Zachowanie niedźwiedzicy, według relacji pisarza, „wywołało w tłumie widzów prawdziwy entuzjazm”.

Eugeniusz Małaczewski (1895-1922) - murmańczyk, pisarz i poeta. Napisał m. in. zbiór opowiadań "Koń na wzgórzu".
Eugeniusz Małaczewski (1895-1922) - murmańczyk, pisarz i poeta. Napisał m. in. zbiór opowiadań "Koń na wzgórzu". Wikipedia/Domena publiczna

Tak właśnie, wśród wiwatów i braw warszawiaków, kończyła się epopeja dzielnych polskich żołnierzy, którzy u boku międzynarodowej koalicji walczyli z wojskami bolszewickimi na Półwyspie Kolskim i w rejonie Archangielska. Ich nieoficjalnym symbolem, m.in. dzięki cytowanemu utworowi Małaczewskiego, stała się Baśka Murmańska, wielka poprzedniczka słynnego niedźwiedzia Wojtka z armii Andersa. O ile ona dzięki swojej wyjątkowości utkwiła w pamięci zbiorowej Polaków, to historia jej opiekunów pozostaje raczej nieznana. Jest to wysoce niesprawiedliwe - ich wyczyny i dramatyczne losy są niezwykle interesujące. Oto dzieje murmańczyków.

Interwencja w Rosji

W 1917 r. szala zwycięstwa w Wielkiej Wojnie zaczęła się przechylać powoli w stronę przeciwników państw centralnych. Kolejne niemieckie ofensywy grzęzły w okopach zachodniej Francji. W brawurowych natarciach na pozycje wroga rekruci ginęli tysiącami, a oczekiwane przełamanie nie następowało. Tymczasem w kwietniu owego roku potencjał militarny ententy wzmocniły potężne Stany Zjednoczone. Stawało się jasne, który obóz będzie tworzył mapę nowej, powojennej Europy.
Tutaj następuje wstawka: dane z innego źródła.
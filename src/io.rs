use std::{
    fs::File,
    io::{BufReader, BufWriter, Write},
    path::{Path, PathBuf},
};

use serde::{Deserialize, Serialize, de::DeserializeOwned};
use strum::{Display, EnumString, IntoStaticStr};

use crate::error::{IoError, TraderError, TraderResult};

/// Write buffer used for checkpoint files.
pub const BUFFER_SIZE: usize = 128 * 1024;

// ================================================================================================
// Serde Formats
// ================================================================================================

#[derive(
    Debug,
    Clone,
    Copy,
    PartialEq,
    PartialOrd,
    Eq,
    Hash,
    Ord,
    Serialize,
    Deserialize,
    EnumString,
    Display,
    IntoStaticStr,
    Default,
)]
#[strum(serialize_all = "lowercase")]
pub enum SerdeFormat {
    #[default]
    Postcard,
    Json,
}

impl SerdeFormat {
    pub fn as_str(&self) -> &'static str {
        self.into()
    }

    pub fn extension(&self) -> &'static str {
        self.as_str()
    }

    pub fn from_path(path: &str) -> TraderResult<Self> {
        match path
            .rsplit_once('.')
            .ok_or_else(|| err(path, true))?
            .1
            .to_lowercase()
            .as_str()
        {
            "postcard" => Ok(Self::Postcard),
            "json" => Ok(Self::Json),
            ext => Err(err(ext, false)),
        }
    }
}

fn err(s: &str, missing_extension: bool) -> TraderError {
    let msg = if missing_extension {
        format!("missing or invalid extension in path '{s}'")
    } else {
        format!("'{s}'")
    };
    IoError::UnsupportedFormat(msg).into()
}

// ================================================================================================
// Read / Write
// ================================================================================================

/// Serializes `value` to `path`, creating parent directories as needed.
pub fn write<T: Serialize + ?Sized>(
    path: &Path,
    value: &T,
    format: SerdeFormat,
) -> TraderResult<()> {
    if let Some(parent) = path.parent().filter(|p| !p.as_os_str().is_empty()) {
        std::fs::create_dir_all(parent).map_err(IoError::Io)?;
    }
    let file = File::create(path).map_err(IoError::Io)?;
    let mut writer = BufWriter::with_capacity(BUFFER_SIZE, file);

    match format {
        SerdeFormat::Postcard => {
            let bytes = postcard::to_stdvec(value).map_err(IoError::Postcard)?;
            writer.write_all(&bytes).map_err(IoError::Io)?;
        }
        SerdeFormat::Json => {
            serde_json::to_writer_pretty(&mut writer, value).map_err(IoError::Json)?;
        }
    }
    writer.flush().map_err(IoError::Io)?;
    Ok(())
}

pub fn read<T: DeserializeOwned>(path: &Path, format: SerdeFormat) -> TraderResult<T> {
    match format {
        SerdeFormat::Postcard => {
            let bytes = std::fs::read(path).map_err(IoError::Io)?;
            Ok(postcard::from_bytes(&bytes).map_err(IoError::Postcard)?)
        }
        SerdeFormat::Json => {
            let reader = BufReader::new(File::open(path).map_err(IoError::Io)?);
            Ok(serde_json::from_reader(reader).map_err(IoError::Json)?)
        }
    }
}

// ================================================================================================
// Checkpoint Layout
// ================================================================================================

#[derive(Debug, Clone, Copy, PartialEq, Eq, Hash, Display, IntoStaticStr)]
#[strum(serialize_all = "lowercase")]
pub enum CheckpointPart {
    Weights,
    Params,
    History,
}

impl CheckpointPart {
    pub fn format(&self) -> SerdeFormat {
        match self {
            Self::Weights => SerdeFormat::Postcard,
            Self::Params | Self::History => SerdeFormat::Json,
        }
    }

    /// `<name>.<part>.<ext>`
    pub fn file_name(&self, name: &str) -> String {
        let part: &'static str = self.into();
        format!("{name}.{part}.{}", self.format().extension())
    }
}

/// The three sibling files that make up one checkpoint.
#[derive(Debug, Clone, PartialEq, Eq)]
pub struct CheckpointPaths {
    pub weights: PathBuf,
    pub params: PathBuf,
    pub history: PathBuf,
}

impl CheckpointPaths {
    pub fn new(dir: &Path, name: &str) -> Self {
        Self {
            weights: dir.join(CheckpointPart::Weights.file_name(name)),
            params: dir.join(CheckpointPart::Params.file_name(name)),
            history: dir.join(CheckpointPart::History.file_name(name)),
        }
    }

    pub fn all(&self) -> [(CheckpointPart, &Path); 3] {
        [
            (CheckpointPart::Weights, self.weights.as_path()),
            (CheckpointPart::Params, self.params.as_path()),
            (CheckpointPart::History, self.history.as_path()),
        ]
    }

    /// Fails with [`IoError::Checkpoint`] naming the first missing file.
    pub fn ensure_exist(&self) -> TraderResult<()> {
        for (_, path) in self.all() {
            if !path.is_file() {
                return Err(checkpoint_error(path, "file not found"));
            }
        }
        Ok(())
    }
}

/// Wraps any failure into the recoverable checkpoint error kind.
pub fn checkpoint_error(path: &Path, msg: impl ToString) -> TraderError {
    IoError::Checkpoint {
        path: path.display().to_string(),
        msg: msg.to_string(),
    }
    .into()
}

#[cfg(test)]
mod tests {
    use super::*;
    use crate::error::ErrorKind;

    #[derive(Debug, PartialEq, Serialize, Deserialize)]
    struct Blob {
        xs: Vec<f64>,
        tag: String,
    }

    #[test]
    fn format_from_extension() {
        assert_eq!(
            SerdeFormat::from_path("a/b.weights.postcard").unwrap(),
            SerdeFormat::Postcard
        );
        assert_eq!(SerdeFormat::from_path("x.JSON").unwrap(), SerdeFormat::Json);
        assert!(SerdeFormat::from_path("noext").is_err());
        assert!(SerdeFormat::from_path("x.csv").is_err());
    }

    #[test]
    fn write_then_read_both_formats() {
        let dir = tempfile::tempdir().unwrap();
        let blob = Blob {
            xs: vec![1.5, -2.0],
            tag: "q".to_string(),
        };
        for format in [SerdeFormat::Postcard, SerdeFormat::Json] {
            let path = dir
                .path()
                .join("nested")
                .join(format!("blob.{}", format.extension()));
            write(&path, &blob, format).unwrap();
            let back: Blob = read(&path, format).unwrap();
            assert_eq!(back, blob);
        }
    }

    #[test]
    fn checkpoint_layout_and_missing_files() {
        let dir = tempfile::tempdir().unwrap();
        let paths = CheckpointPaths::new(dir.path(), "dqn");
        assert!(paths.weights.ends_with("dqn.weights.postcard"));
        assert!(paths.params.ends_with("dqn.params.json"));
        assert!(paths.history.ends_with("dqn.history.json"));

        let err = paths.ensure_exist().unwrap_err();
        assert_eq!(err.kind(), ErrorKind::CheckpointIo);
        assert!(err.is_recoverable());
    }
}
Tymczasem na terenie zrewoltowanej Rosji powstał polityczny klimat sprzyjający powołaniu do życia polskiej siły zbrojnej. Utworzono tam trzy korpusy złożone z Polaków służących w armii rosyjskiej, które miały ruszyć do walki z Niemcami. W lutym 1918 r. skład II Korpusu Polskiego stacjonującego na Ukrainie zasiliła II Brygada Legionów. Żołnierze Hallera przebili się przez front na rosyjską stronę w proteście przeciw traktatowi, na mocy którego państwa centralne oddawały Ukraińskiej Republice Ludowej Chełmszczyznę i część Podlasia.
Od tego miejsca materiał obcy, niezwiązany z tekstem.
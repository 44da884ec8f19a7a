use serde::{Deserialize, Serialize};

use crate::{
    error::TraderResult,
    gym::trading::{
        action::Action,
        env::Step,
        state::State,
    },
    impl_add_sub_primitive, impl_from_primitive, impl_neg_primitive,
};

pub mod trading;

/// Per-step reward handed to the agent.
///
/// Expressed as fractional portfolio change divided by the configured reward
/// scaling, optionally shaped by volatility and drawdown terms.
#[derive(Debug, Clone, Copy, PartialEq, PartialOrd, Default, Serialize, Deserialize)]
pub struct Reward(pub f64);
impl_from_primitive!(Reward, f64);
impl_add_sub_primitive!(Reward, f64);
impl_neg_primitive!(Reward, f64);

/// Gym-style episodic environment.
pub trait Env {
    /// Starts a new episode and returns its initial observation.
    fn reset(&mut self) -> TraderResult<State>;

    /// Applies `action` and advances time by one bar.
    fn step(&mut self, action: Action) -> TraderResult<Step>;
}

/// Lifecycle of an [`Env`].
///
/// ```md
/// Current State | Call    | Next State | Notes
/// --------------|---------|------------|--------------------------------------
/// `Ready`       | step()  | error      | `reset()` must come first
/// `Running`     | step()  | Running    | Continue within episode
/// `Running`     | step()  | Done       | Last bar reached, position liquidated
/// `Done`        | step()  | Done       | No-op, reports `done = true`
/// any           | reset() | Running    | Start a fresh episode
/// ```
#[derive(Debug, Clone, Copy, PartialEq, Eq)]
pub enum EnvStatus {
    Ready,
    Running,
    Done,
}

impl EnvStatus {
    pub fn is_ready(&self) -> bool {
        matches!(self, Self::Ready)
    }

    pub fn is_done(&self) -> bool {
        matches!(self, Self::Done)
    }
}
W międzyczasie, w listopadzie 1917 r., władzę w Rosji przejęli bolszewicy. W marcu 1918 r. podpisali w Brześciu traktat pokojowy z Niemcami. W myśl jego postanowień Moskwa wycofała się z ententy i zobowiązała się do zdemobilizowania całej armii. Temu rozkazowi nie poddał się II Korpus Polski, który stacjonował na środkowej Ukrainie. Dlatego też Prusacy postanowili ich zlikwidować. W nocy z 10 na 11 maja zaatakowali polskie oddziały rozlokowane wokół Kaniowa. Otoczeni przez przeważające niemieckie siły Polacy stawili zacięty opór. Atakujący stracili aż 1,5 tys. żołnierzy. Obrońcy musieli się poddać - zabrakło im amunicji. Szczęśliwie z okrążenia wyrwało się około 3 tys. naszych rodaków, w tym gen. Haller.
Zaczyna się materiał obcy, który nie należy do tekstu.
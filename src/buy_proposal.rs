multiversx_sc::imports!();

use crate::errors::{ERR_ALREADY_VOTED, ERR_CREATOR_VOTE, ERR_NAME_USED, ERR_PROPOSAL_NOT_FOUND};
use crate::owners;
use crate::territory;
use crate::types::{BuyProposal, ProposalStatus, Terrain};

/// Buy proposals: a caller asks for one unsold, allotment-sized
/// terrain inside the map. The first vote from an elector other than
/// the creator sells the terrain and enrolls the creator as an owner.
#[multiversx_sc::module]
pub trait BuyProposalModule: owners::OwnersModule + territory::TerritoryModule {
    // ========================================================
    // ENDPOINT: makeBuyProposal
    // ========================================================

    #[endpoint(makeBuyProposal)]
    fn make_buy_proposal(&self, name: ManagedBuffer, x1: u64, x2: u64, y1: u64, y2: u64) {
        let caller = self.blockchain().get_caller();
        require!(self.buy_proposals(&name).is_empty(), ERR_NAME_USED);

        let terrain = Terrain::new(x1, x2, y1, y2);
        self.require_well_formed(&terrain);
        self.require_terrain_buyable(&terrain);

        let proposal = BuyProposal {
            name: name.clone(),
            creator: caller.clone(),
            terrain,
            vote_count: 0,
            status: ProposalStatus::Created,
            created_at: self.blockchain().get_block_timestamp(),
        };

        self.buy_proposals(&name).set(&proposal);
        self.pending_buy_proposals().insert(name.clone());

        self.buy_proposal_created_event(&name, &caller, &terrain);
    }

    // ========================================================
    // ENDPOINT: voteTerrainProposal
    // A single approving vote resolves the proposal.
    // ========================================================

    #[endpoint(voteTerrainProposal)]
    fn vote_terrain_proposal(&self, name: ManagedBuffer) {
        let caller = self.blockchain().get_caller();
        let proposal_mapper = self.buy_proposals(&name);
        require!(!proposal_mapper.is_empty(), ERR_PROPOSAL_NOT_FOUND);
        self.require_owner(&caller);

        let mut proposal = proposal_mapper.get();
        require!(proposal.creator != caller, ERR_CREATOR_VOTE);
        require!(!proposal.is_resolved(), ERR_ALREADY_VOTED);

        // A competing proposal or a map extension may have landed since
        // this one was made.
        self.require_terrain_buyable(&proposal.terrain);

        proposal.vote_count += 1;
        proposal.status = ProposalStatus::Resolved;
        proposal_mapper.set(&proposal);
        self.terrain_voters(&name).insert(caller.clone());
        self.pending_buy_proposals().remove(&name);

        self.record_parcel(&proposal.terrain, &proposal.creator);
        self.enroll_owner(&proposal.creator);

        self.terrain_proposal_voted_event(&name, &caller);
        self.terrain_sold_event(&name, &proposal.creator, &proposal.terrain);
    }

    // ========================================================
    // VIEWS
    // ========================================================

    #[view(getBuyProposal)]
    fn get_buy_proposal(&self, name: ManagedBuffer) -> BuyProposal<Self::Api> {
        let proposal_mapper = self.buy_proposals(&name);
        require!(!proposal_mapper.is_empty(), ERR_PROPOSAL_NOT_FOUND);
        proposal_mapper.get()
    }

    /// True if `address` created the buy proposal called `name`.
    #[view(getBuyProposalStatus)]
    fn get_buy_proposal_status(&self, address: ManagedAddress, name: ManagedBuffer) -> bool {
        let proposal_mapper = self.buy_proposals(&name);
        !proposal_mapper.is_empty() && proposal_mapper.get().creator == address
    }

    #[view(getTerrainVoterStatus)]
    fn get_terrain_voter_status(&self, address: ManagedAddress, name: ManagedBuffer) -> bool {
        self.terrain_voters(&name).contains(&address)
    }

    #[view(getPendingBuyProposals)]
    fn get_pending_buy_proposals(&self) -> MultiValueEncoded<BuyProposal<Self::Api>> {
        let mut result = MultiValueEncoded::new();
        for name in self.pending_buy_proposals().iter() {
            result.push(self.buy_proposals(&name).get());
        }
        result
    }

    // ========================================================
    // EVENTS
    // ========================================================

    #[event("buyProposalCreated")]
    fn buy_proposal_created_event(
        &self,
        #[indexed] name: &ManagedBuffer,
        #[indexed] creator: &ManagedAddress,
        terrain: &Terrain,
    );

    #[event("terrainProposalVoted")]
    fn terrain_proposal_voted_event(&self, #[indexed] name: &ManagedBuffer, #[indexed] voter: &ManagedAddress);

    #[event("terrainSold")]
    fn terrain_sold_event(
        &self,
        #[indexed] name: &ManagedBuffer,
        #[indexed] owner: &ManagedAddress,
        terrain: &Terrain,
    );

    // ========================================================
    // STORAGE
    // ========================================================

    #[storage_mapper("buyProposals")]
    fn buy_proposals(&self, name: &ManagedBuffer) -> SingleValueMapper<BuyProposal<Self::Api>>;

    #[storage_mapper("terrainVoters")]
    fn terrain_voters(&self, name: &ManagedBuffer) -> UnorderedSetMapper<ManagedAddress>;

    /// Unresolved buy proposal names, in creation order.
    #[storage_mapper("pendingBuyProposals")]
    fn pending_buy_proposals(&self) -> SetMapper<ManagedBuffer>;
}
„Bój pod Kaniowem stał się dla ententy ostatecznym dowodem, że sojusz Polski z Niemcami [Rada Regencyjna - WR] to przymus okupantów, że rzeczywistą wolę narodu polskiego wykazał II Korpus” - pisał historyk Henryk Bagiński. „Odtąd raporty francuskich misji wojskowych do rządu paryskiego zaczęły należycie odzwierciedlać antyniemiecki nastrój w kraju i właściwe dążenia narodu polskiego do odzyskania niepodległości”.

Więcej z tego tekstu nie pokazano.